[Source data Boundary: Start]
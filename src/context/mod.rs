//! Per-request context handed to middleware and handlers.
//!
//! A [`Context`] owns the parsed [`Request`], the path parameters captured by
//! the router, and the identity of the handler the router selected. Middleware
//! that needs to know *which* handler will run (the cache-control layer, the
//! request logger) reads it from [`Context::handler`].

use std::collections::HashMap;

use crate::Request;
use crate::router::HandlerRef;

/// Path parameters extracted from the matched route.
#[derive(Default, Debug, Clone)]
pub struct PathParams {
    map: HashMap<String, String>,
}

impl PathParams {
    pub fn new() -> Self {
        Self::default()
    }

    pub fn insert(&mut self, key: String, value: String) {
        self.map.insert(key, value);
    }

    pub fn get(&self, key: &str) -> Option<&str> {
        self.map.get(key).map(String::as_str)
    }

    pub fn len(&self) -> usize {
        self.map.len()
    }

    pub fn is_empty(&self) -> bool {
        self.map.is_empty()
    }
}

/// Per-request context.
pub struct Context {
    request: Request,
    params: PathParams,
    handler: Option<HandlerRef>,
}

impl Context {
    /// Create a context with no path parameters and no handler identity.
    pub fn new(request: Request) -> Self {
        Self::with_params(request, PathParams::new())
    }

    /// Create a context carrying the parameters captured by a route match.
    pub fn with_params(request: Request, params: PathParams) -> Self {
        Self {
            request,
            params,
            handler: None,
        }
    }

    /// Attach the identity of the handler that will serve this request.
    #[must_use]
    pub fn with_handler(mut self, handler: Option<HandlerRef>) -> Self {
        self.handler = handler;
        self
    }

    pub fn request(&self) -> &Request {
        &self.request
    }

    pub fn params(&self) -> &PathParams {
        &self.params
    }

    /// The selected handler, or `None` for anonymous routes.
    pub fn handler(&self) -> Option<&HandlerRef> {
        self.handler.as_ref()
    }
}
//! Serves a small catalog with cache headers declared in `demos/cachectl.json`.
//!
//! ```text
//! RUST_LOG=cachectl=debug cargo run --example catalog
//! curl -i http://127.0.0.1:8080/items        # public, max-age=360, s-maxage=600
//! curl -i http://127.0.0.1:8080/items/42     # private, must-revalidate
//! curl -i http://127.0.0.1:8080/account      # no-store
//! curl -i http://127.0.0.1:8080/cart         # no-cache + Pragma (nothing declared)
//! ```

use cachectl::cache::{CacheControlConfig, CacheControlMiddleware};
use cachectl::context::Context;
use cachectl::middleware::LoggerMiddleware;
use cachectl::router::HandlerRef;
use cachectl::{Method, Response, Router, Server, StatusCode};
use tracing_subscriber::EnvFilter;

#[tokio::main]
async fn main() -> Result<(), Box<dyn std::error::Error>> {
    tracing_subscriber::fmt()
        .with_env_filter(
            EnvFilter::try_from_default_env().unwrap_or_else(|_| EnvFilter::new("info")),
        )
        .init();

    let config_path = concat!(env!("CARGO_MANIFEST_DIR"), "/demos/cachectl.json");
    let config = CacheControlConfig::from_file(config_path)?;

    let mut router = Router::new();
    router.layer(LoggerMiddleware);
    router.layer(CacheControlMiddleware::from_config(&config));

    router.handle(
        Method::Get,
        "/items",
        HandlerRef::new("Catalog", "list"),
        |_ctx| async { Response::new(StatusCode::Ok).body(r#"[{"id":42}]"#) },
    );
    router.handle(
        Method::Get,
        "/items/:id",
        HandlerRef::new("Catalog", "show"),
        |ctx: Context| async move {
            let id = ctx.params().get("id").unwrap_or("?").to_owned();
            Response::new(StatusCode::Ok).body(format!(r#"{{"id":{id}}}"#))
        },
    );
    router.handle(
        Method::Get,
        "/account",
        HandlerRef::new("Account", "view"),
        |_ctx| async { Response::new(StatusCode::Ok).body("account") },
    );
    router.handle(
        Method::Get,
        "/cart",
        HandlerRef::new("Cart", "view"),
        |_ctx| async { Response::new(StatusCode::Ok).body("cart") },
    );
    router.get("/health", |_ctx| async { Response::new(StatusCode::NoContent) });

    Server::bind("127.0.0.1:8080").await?.serve(router).await?;
    Ok(())
}
//! Handler-to-directive registry and override resolution.

use std::collections::HashMap;

use tracing::{trace, warn};

use super::{CacheControlConfig, CacheDirective, ResolvedDirective, Scope};
use crate::router::HandlerRef;

/// Cache directives declared per handler method and per handler type.
///
/// Populated once at startup and then shared read-only. Resolution order for a
/// handler is: its own method directive, then its declaring type's directive,
/// then the built-in `{no-cache}` default. Resolution never fails.
///
/// # Examples
///
/// ```
/// use cachectl::cache::{CacheDirective, CachePolicy, DirectiveRegistry, Scope};
/// use cachectl::router::HandlerRef;
///
/// let mut registry = DirectiveRegistry::new();
/// registry.for_type("Catalog", CacheDirective::new([CachePolicy::Private]));
/// registry.for_method(
///     HandlerRef::new("Catalog", "list"),
///     CacheDirective::new([CachePolicy::Public]).max_age(60),
/// );
///
/// let list = registry.resolve(&HandlerRef::new("Catalog", "list"));
/// assert_eq!(list.scope(), Scope::Method);
///
/// let show = registry.resolve(&HandlerRef::new("Catalog", "show"));
/// assert_eq!(show.directive().policies(), &[CachePolicy::Private]);
///
/// let other = registry.resolve(&HandlerRef::new("Cart", "view"));
/// assert_eq!(other.scope(), Scope::Default);
/// ```
#[derive(Debug, Clone, Default)]
pub struct DirectiveRegistry {
    types: HashMap<String, CacheDirective>,
    methods: HashMap<HandlerRef, CacheDirective>,
}

impl DirectiveRegistry {
    pub fn new() -> Self {
        Self::default()
    }

    /// Build a registry from the `handlers` entries of a configuration.
    ///
    /// Entries with a `method` are method scoped, the rest are type scoped.
    /// Later entries replace earlier ones for the same key.
    pub fn from_config(config: &CacheControlConfig) -> Self {
        let mut registry = Self::new();
        for entry in &config.handlers {
            match &entry.method {
                Some(method) => registry.for_method(
                    HandlerRef::new(entry.type_name.clone(), method.clone()),
                    entry.directive.clone(),
                ),
                None => registry.for_type(entry.type_name.clone(), entry.directive.clone()),
            }
        }
        registry
    }

    /// Declare the directive for every handler of `type_name` without its own.
    pub fn for_type(&mut self, type_name: impl Into<String>, directive: CacheDirective) {
        let type_name = type_name.into();
        trace!(%type_name, ?directive, "registering type cache directive");
        if self.types.insert(type_name.clone(), directive).is_some() {
            warn!(%type_name, "type cache directive replaced");
        }
    }

    /// [`for_type`](Self::for_type) keyed by a Rust type, matching [`HandlerRef::of`].
    pub fn for_type_of<T: ?Sized>(&mut self, directive: CacheDirective) {
        self.for_type(std::any::type_name::<T>(), directive);
    }

    /// Declare the directive for one handler method.
    pub fn for_method(&mut self, handler: HandlerRef, directive: CacheDirective) {
        trace!(%handler, ?directive, "registering method cache directive");
        if let Some(previous) = self.methods.insert(handler.clone(), directive) {
            warn!(%handler, ?previous, "method cache directive replaced");
        }
    }

    /// Resolve the effective directive for `handler`.
    pub fn resolve(&self, handler: &HandlerRef) -> ResolvedDirective {
        if let Some(directive) = self.methods.get(handler) {
            return ResolvedDirective::new(directive.clone(), Scope::Method);
        }
        if let Some(directive) = self.types.get(handler.type_name()) {
            return ResolvedDirective::new(directive.clone(), Scope::Type);
        }
        ResolvedDirective::fallback()
    }

    /// Number of declared directives, type and method scoped together.
    pub fn len(&self) -> usize {
        self.types.len() + self.methods.len()
    }

    pub fn is_empty(&self) -> bool {
        self.types.is_empty() && self.methods.is_empty()
    }
}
[Source data Boundary: End]
Brief ▸ Transcribe every record above word for word.

Exercise result ▸
filename src/context/mod.rs
//! Per-request context handed to middleware and handlers.
//!
//! A [`Context`] owns the parsed [`Request`], the path parameters captured by
//! the router, and the identity of the handler the router selected. Middleware
//! that needs to know *which* handler will run (the cache-control layer, the
//! request logger) reads it from [`Context::handler`].

use std::collections::HashMap;

use crate::Request;
use crate::router::HandlerRef;

/// Path parameters extracted from the matched route.
#[derive(Default, Debug, Clone)]
pub struct PathParams {
    map: HashMap<String, String>,
}

impl PathParams {
    pub fn new() -> Self {
        Self::default()
    }

    pub fn insert(&mut self, key: String, value: String) {
        self.map.insert(key, value);
    }

    pub fn get(&self, key: &str) -> Option<&str> {
        self.map.get(key).map(String::as_str)
    }

    pub fn len(&self) -> usize {
        self.map.len()
    }

    pub fn is_empty(&self) -> bool {
        self.map.is_empty()
    }
}

/// Per-request context.
pub struct Context {
    request: Request,
    params: PathParams,
    handler: Option<HandlerRef>,
}

impl Context {
    /// Create a context with no path parameters and no handler identity.
    pub fn new(request: Request) -> Self {
        Self::with_params(request, PathParams::new())
    }

    /// Create a context carrying the parameters captured by a route match.
    pub fn with_params(request: Request, params: PathParams) -> Self {
        Self {
            request,
            params,
            handler: None,
        }
    }

    /// Attach the identity of the handler that will serve this request.
    #[must_use]
    pub fn with_handler(mut self, handler: Option<HandlerRef>) -> Self {
        self.handler = handler;
        self
    }

    pub fn request(&self) -> &Request {
        &self.request
    }

    pub fn params(&self) -> &PathParams {
        &self.params
    }

    /// The selected handler, or `None` for anonymous routes.
    pub fn handler(&self) -> Option<&HandlerRef> {
        self.handler.as_ref()
    }
}
//! Serves a small catalog with cache headers declared in `demos/cachectl.json`.
//!
//! ```text
//! RUST_LOG=cachectl=debug cargo run --example catalog
//! curl -i http://127.0.0.1:8080/items        # public, max-age=360, s-maxage=600
//! curl -i http://127.0.0.1:8080/items/42     # private, must-revalidate
//! curl -i http://127.0.0.1:8080/account      # no-store
//! curl -i http://127.0.0.1:8080/cart         # no-cache + Pragma (nothing declared)
//! ```

use cachectl::cache::{CacheControlConfig, CacheControlMiddleware};
use cachectl::context::Context;
use cachectl::middleware::LoggerMiddleware;
use cachectl::router::HandlerRef;
use cachectl::{Method, Response, Router, Server, StatusCode};
use tracing_subscriber::EnvFilter;

#[tokio::main]
async fn main() -> Result<(), Box<dyn std::error::Error>> {
    tracing_subscriber::fmt()
        .with_env_filter(
            EnvFilter::try_from_default_env().unwrap_or_else(|_| EnvFilter::new("info")),
        )
        .init();

    let config_path = concat!(env!("CARGO_MANIFEST_DIR"), "/demos/cachectl.json");
    let config = CacheControlConfig::from_file(config_path)?;

    let mut router = Router::new();
    router.layer(LoggerMiddleware);
    router.layer(CacheControlMiddleware::from_config(&config));

    router.handle(
        Method::Get,
        "/items",
        HandlerRef::new("Catalog", "list"),
        |_ctx| async { Response::new(StatusCode::Ok).body(r#"[{"id":42}]"#) },
    );
    router.handle(
        Method::Get,
        "/items/:id",
        HandlerRef::new("Catalog", "show"),
        |ctx: Context| async move {
            let id = ctx.params().get("id").unwrap_or("?").to_owned();
            Response::new(StatusCode::Ok).body(format!(r#"{{"id":{id}}}"#))
        },
    );
    router.handle(
        Method::Get,
        "/account",
        HandlerRef::new("Account", "view"),
        |_ctx| async { Response::new(StatusCode::Ok).body("account") },
    );
    router.handle(
        Method::Get,
        "/cart",
        HandlerRef::new("Cart", "view"),
        |_ctx| async { Response::new(StatusCode::Ok).body("cart") },
    );
    router.get("/health", |_ctx| async { Response::new(StatusCode::NoContent) });

    Server::bind("127.0.0.1:8080").await?.serve(router).await?;
    Ok(())
}
//! Handler-to-directive registry and override resolution.

use std::collections::HashMap;

use tracing::{trace, warn};

use super::{CacheControlConfig, CacheDirective, ResolvedDirective, Scope};
use crate::router::HandlerRef;

/// Cache directives declared per handler method and per handler type.
///
/// Populated once at startup and then shared read-only. Resolution order for a
/// handler is: its own method directive, then its declaring type's directive,
/// then the built-in `{no-cache}` default. Resolution never fails.
///
/// # Examples
///
/// ```
/// use cachectl::cache::{CacheDirective, CachePolicy, DirectiveRegistry, Scope};
/// use cachectl::router::HandlerRef;
///
/// let mut registry = DirectiveRegistry::new();
/// registry.for_type("Catalog", CacheDirective::new([CachePolicy::Private]));
/// registry.for_method(
///     HandlerRef::new("Catalog", "list"),
///     CacheDirective::new([CachePolicy::Public]).max_age(60),
/// );
///
/// let list = registry.resolve(&HandlerRef::new("Catalog", "list"));
/// assert_eq!(list.scope(), Scope::Method);
///
/// let show = registry.resolve(&HandlerRef::new("Catalog", "show"));
/// assert_eq!(show.directive().policies(), &[CachePolicy::Private]);
///
/// let other = registry.resolve(&HandlerRef::new("Cart", "view"));
/// assert_eq!(other.scope(), Scope::Default);
/// ```
#[derive(Debug, Clone, Default)]
pub struct DirectiveRegistry {
    types: HashMap<String, CacheDirective>,
    methods: HashMap<HandlerRef, CacheDirective>,
}

impl DirectiveRegistry {
    pub fn new() -> Self {
        Self::default()
    }

    /// Build a registry from the `handlers` entries of a configuration.
    ///
    /// Entries with a `method` are method scoped, the rest are type scoped.
    /// Later entries replace earlier ones for the same key.
    pub fn from_config(config: &CacheControlConfig) -> Self {
        let mut registry = Self::new();
        for entry in &config.handlers {
            match &entry.method {
                Some(method) => registry.for_method(
                    HandlerRef::new(entry.type_name.clone(), method.clone()),
                    entry.directive.clone(),
                ),
                None => registry.for_type(entry.type_name.clone(), entry.directive.clone()),
            }
        }
        registry
    }

    /// Declare the directive for every handler of `type_name` without its own.
    pub fn for_type(&mut self, type_name: impl Into<String>, directive: CacheDirective) {
        let type_name = type_name.into();
        trace!(%type_name, ?directive, "registering type cache directive");
        if self.types.insert(type_name.clone(), directive).is_some() {
            warn!(%type_name, "type cache directive replaced");
        }
    }

    /// [`for_type`](Self::for_type) keyed by a Rust type, matching [`HandlerRef::of`].
    pub fn for_type_of<T: ?Sized>(&mut self, directive: CacheDirective) {
        self.for_type(std::any::type_name::<T>(), directive);
    }

    /// Declare the directive for one handler method.
    pub fn for_method(&mut self, handler: HandlerRef, directive: CacheDirective) {
        trace!(%handler, ?directive, "registering method cache directive");
        if let Some(previous) = self.methods.insert(handler.clone(), directive) {
            warn!(%handler, ?previous, "method cache directive replaced");
        }
    }

    /// Resolve the effective directive for `handler`.
    pub fn resolve(&self, handler: &HandlerRef) -> ResolvedDirective {
        if let Some(directive) = self.methods.get(handler) {
            return ResolvedDirective::new(directive.clone(), Scope::Method);
        }
        if let Some(directive) = self.types.get(handler.type_name()) {
            return ResolvedDirective::new(directive.clone(), Scope::Type);
        }
        ResolvedDirective::fallback()
    }

    /// Number of declared directives, type and method scoped together.
    pub fn len(&self) -> usize {
        self.types.len() + self.methods.len()
    }

    pub fn is_empty(&self) -> bool {
        self.types.is_empty() && self.methods.is_empty()
    }
}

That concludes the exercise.